README.md

# Re-Commander

A local web-based control interface for the Jibo social robot. Re-Commander connects directly to Jibo's on-device ROM (Robot Operating Module) over your local network, giving you a browser UI to control head movement, speech, listening, display, camera, and an LLM voice-AI loop — all without any cloud dependency.

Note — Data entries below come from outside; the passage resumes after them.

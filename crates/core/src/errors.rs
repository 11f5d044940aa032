use thiserror::Error;

/// Failures a command handler reports back to the sender instead of propagating.
#[derive(Clone, Debug, Error, PartialEq, Eq)]
pub enum ApplicationError {
    #[error("sender is not authorized to {action}")]
    Unauthorized { action: String },
    #[error("platform credentials were rejected: {0}")]
    Auth(String),
    #[error("platform returned status {status}: {message}")]
    Upstream { status: u16, message: String },
    #[error("delivered to {successes} recipient(s), failed for {failures}")]
    PartialFailure { successes: usize, failures: usize },
    #[error("recipient listing failed after {successes} deliveries and {failures} failures: {reason}")]
    ListingInterrupted { successes: usize, failures: usize, reason: String },
    #[error("invalid input: {0}")]
    InvalidInput(String),
    #[error("configuration failure: {0}")]
    Configuration(String),
}

impl ApplicationError {
    pub fn unauthorized(action: impl Into<String>) -> Self {
        Self::Unauthorized { action: action.into() }
    }

    /// Stable label used as the `error_class` log field.
    pub fn class(&self) -> &'static str {
        match self {
            Self::Unauthorized { .. } => "unauthorized",
            Self::Auth(_) => "auth",
            Self::Upstream { .. } => "upstream",
            Self::PartialFailure { .. } => "partial_failure",
            Self::ListingInterrupted { .. } => "listing_interrupted",
            Self::InvalidInput(_) => "invalid_input",
            Self::Configuration(_) => "configuration",
        }
    }

    /// Text sent to the person whose command failed.
    pub fn user_message(&self) -> String {
        match self {
            Self::Unauthorized { action } => {
                format!("Error: You are not authorized to {action}.")
            }
            Self::Auth(_) => {
                "The bot could not authenticate with the platform. An administrator needs to renew its credentials.".to_owned()
            }
            Self::Upstream { status, message } => {
                format!("The platform rejected the request (status {status}): {message}")
            }
            Self::PartialFailure { successes, failures } => format!(
                "Delivered to {successes} recipient(s); delivery failed for {failures}."
            ),
            Self::ListingInterrupted { successes, failures, reason } => format!(
                "Stopped before reaching everyone ({reason}). Delivered to {successes} recipient(s); delivery failed for {failures}. Those already reached should not be sent this again."
            ),
            Self::InvalidInput(message) => format!("Invalid input: {message}"),
            Self::Configuration(message) => {
                format!("This command is not configured on this bot: {message}")
            }
        }
    }
}
use bevy::prelude::*;
use bevy::window::{PresentMode, Window, WindowPlugin};

#[cfg(feature = "dev")]
use bevy::dev_tools::fps_overlay::FpsOverlayPlugin;

mod api;
mod config;
mod dashboard;
mod historical;
mod results;
mod scenario;
mod ui;

use api::ApiPlugin;
use config::AppConfig;
use dashboard::DashboardPlugin;
use historical::HistoricalPlugin;
use results::ResultsPlugin;
use scenario::ScenarioPlugin;
use ui::UiPlugin;

fn main() {
    let mut app = App::new();

    app.add_plugins(DefaultPlugins.set(WindowPlugin {
        primary_window: Some(Window {
            title: "Impact Scenario Dashboard".to_string(),
            present_mode: PresentMode::AutoVsync,
            ..default()
        }),
        ..default()
    }));

    #[cfg(feature = "dev")]
    app.add_plugins(FpsOverlayPlugin::default());

    // Loaded after the log plugin so config warnings are visible.
    let config = AppConfig::load();
    info!("[CONFIG] API at {}", config.api_base_url);
    app.insert_resource(config);

    app.add_plugins(ApiPlugin);
    app.add_plugins(ScenarioPlugin);
    app.add_plugins(ResultsPlugin);
    app.add_plugins(HistoricalPlugin);
    app.add_plugins(DashboardPlugin);
    app.add_plugins(UiPlugin);

    app.run();
}
/// Split an envelope into its payload or the server's rejection message.
///
/// A missing `success` flag counts as a rejection.
pub fn decode_envelope<T: DeserializeOwned>(
    body: &str,
    call: &'static str,
) -> Result<T, RequestError> {
    let value: Value = serde_json::from_str(body).map_err(|e| RequestError::decode(call, e))?;
    let success = value
        .get("success")
        .and_then(Value::as_bool)
        .unwrap_or(false);
    if !success {
        let message = value
            .get("error")
            .and_then(Value::as_str)
            .filter(|msg| !msg.trim().is_empty())
            .unwrap_or(call);
        return Err(RequestError::Rejected(message.to_string()));
    }
    serde_json::from_value(value).map_err(|e| RequestError::decode(call, e))
}
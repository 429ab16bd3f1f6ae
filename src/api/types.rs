//! Worker commands, results and the channel resource.

use bevy::prelude::*;
use std::sync::{Arc, Mutex, mpsc::Receiver};
use std::time::Duration;
use tokio::sync::mpsc::UnboundedSender;
use tokio_util::sync::CancellationToken;

use crate::api::error::RequestError;
use crate::api::model::{
    Asteroid, AsteroidDetails, HealthStatus, HistoricalComparison, HistoricalImpact,
    MultiAsteroidParams, MultiImpactResult, SimulationParams, SimulationResult,
};
use crate::dashboard::poller::DashboardUpdate;

#[derive(Clone, Copy, Debug, PartialEq, Eq)]
pub enum ApiCall {
    Asteroids,
    AsteroidDetails,
    Simulate,
    Elevation,
    MultiSimulate,
    HistoricalImpacts,
    Compare,
    Health,
}

#[derive(Debug)]
pub enum ApiCommand {
    FetchAsteroids,
    FetchAsteroidDetails { id: String },
    Simulate(SimulationParams),
    FetchElevation { lat: f64, lng: f64 },
    SimulateMulti(Vec<MultiAsteroidParams>),
    FetchHistoricalImpacts,
    Compare { energy_mt: f64, crater_km: Option<f64> },
    CheckHealth,
    /// Start polling close approaches until `token` is cancelled.
    WatchCloseApproaches {
        watch_id: u64,
        interval: Duration,
        token: CancellationToken,
    },
}

#[derive(Debug)]
pub enum ApiResult {
    Asteroids(Vec<Asteroid>),
    AsteroidDetails { id: String, details: AsteroidDetails },
    Simulation(SimulationResult),
    Elevation { lat: f64, lng: f64, elevation: f64 },
    MultiSimulation(MultiImpactResult),
    HistoricalImpacts(Vec<HistoricalImpact>),
    Comparison(HistoricalComparison),
    Health(HealthStatus),
    CloseApproaches { watch_id: u64, update: DashboardUpdate },
    Error { call: ApiCall, error: RequestError },
}

#[derive(Resource)]
pub struct ApiChannels {
    pub cmd_tx: UnboundedSender<ApiCommand>,
    pub res_rx: Arc<Mutex<Receiver<ApiResult>>>,
}

impl ApiChannels {
    /// Queue a command; false when the worker has gone away.
    pub fn send(&self, cmd: ApiCommand) -> bool {
        match self.cmd_tx.send(cmd) {
            Ok(()) => true,
            Err(err) => {
                error!("[API] worker unavailable, dropped {:?}", err.0);
                false
            }
        }
    }
}

#[derive(Clone, Debug, Default, PartialEq)]
pub enum ServiceState {
    #[default]
    Checking,
    Online(HealthStatus),
    Offline(String),
}

/// Reachability of the impact service, shown in the status bar.
#[derive(Resource, Debug, Default)]
pub struct ServiceStatus {
    pub state: ServiceState,
    pub requested: bool,
}
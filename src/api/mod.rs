//! Impact service access: HTTP client, background worker, result routing.

use bevy::prelude::*;

pub mod client;
pub mod coerce;
pub mod error;
pub mod fetcher;
pub mod model;
pub mod systems;
pub mod types;

pub use types::ServiceStatus;

/// Plugin for the impact service connection.
pub struct ApiPlugin;

impl Plugin for ApiPlugin {
    fn build(&self, app: &mut App) {
        app.init_resource::<ServiceStatus>()
            .add_systems(Startup, systems::setup_api_worker)
            .add_systems(
                Update,
                (systems::request_health, systems::apply_api_results).chain(),
            );
    }
}
//! Multi-asteroid impact scenario: catalog, bounded entry list, editing.

use bevy::prelude::*;

pub mod builder;
pub mod palette;
pub mod systems;
pub mod types;

pub use types::{AsteroidCatalog, ScenarioState};

/// Plugin for scenario assembly.
pub struct ScenarioPlugin;

impl Plugin for ScenarioPlugin {
    fn build(&self, app: &mut App) {
        app.init_resource::<AsteroidCatalog>()
            .init_resource::<ScenarioState>()
            .add_systems(
                Update,
                (
                    systems::request_asteroid_catalog,
                    systems::browse_candidates,
                    systems::edit_entries,
                )
                    .chain(),
            );
    }
}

![Re-Commander UI](screenshot.png)

---

## Requirements

- **Node.js** 18 or later
- **Jibo robot** on the same local network, running in **`int-developer` mode** (see below)
- A modern browser (Chrome, Firefox, Edge)

---

## Robot prerequisite — `int-developer` mode

> **This is required. Re-Commander will not work without it.**

Jibo must be placed into `int-developer` mode before the server can open a WebSocket session with it. In this mode the robot exposes its ROM WebSocket API on port 8160 and its local ASR service on port 8088.

---

## Installation

```bash
git clone https://github.com/youruser/re-commander.git
cd re-commander
npm install
```

---

## Configuration

### 1. Robot IP address

Open `server.js` and set `JIBO_HOST` to your robot's local IP:

```js
const JIBO_HOST = '192.168.1.217';   // ← change this
const JIBO_PORT = 8160;              // leave as-is
```

Find your robot's IP in your router's device list, or check the Jibo app under **Settings → Wi-Fi**.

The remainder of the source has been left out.